Search the entries for the word "secure" and report each line that has it.

======== Provided data

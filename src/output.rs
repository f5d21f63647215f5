use std::io::{self, Write};

pub const LABEL: &str = "Your JWT Secret:";
pub const REMINDER: &str = "Make sure to keep this secret secure and don't share it publicly!";

pub fn write_secret<W: Write>(out: &mut W, secret: &str) -> io::Result<()> {
    writeln!(out, "{LABEL}")?;
    writeln!(out, "{secret}")?;
    writeln!(out)?;
    writeln!(out, "{REMINDER}")?;
    out.flush()
}

#[cfg(test)]
mod tests {
    use super::*;

    #[test]
    fn banner_layout() {
        let mut buf = Vec::new();
        write_secret(&mut buf, "00ff").unwrap();

        let text = String::from_utf8(buf).unwrap();
        assert_eq!(
            text,
            "Your JWT Secret:\n00ff\n\nMake sure to keep this secret secure and don't share it publicly!\n"
        );
    }
}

================

### Task solution:
pub const REMINDER: &str = "Make sure to keep this secret secure and don't share it publicly!";
            "Your JWT Secret:\n00ff\n\nMake sure to keep this secret secure and don't share it publicly!\n"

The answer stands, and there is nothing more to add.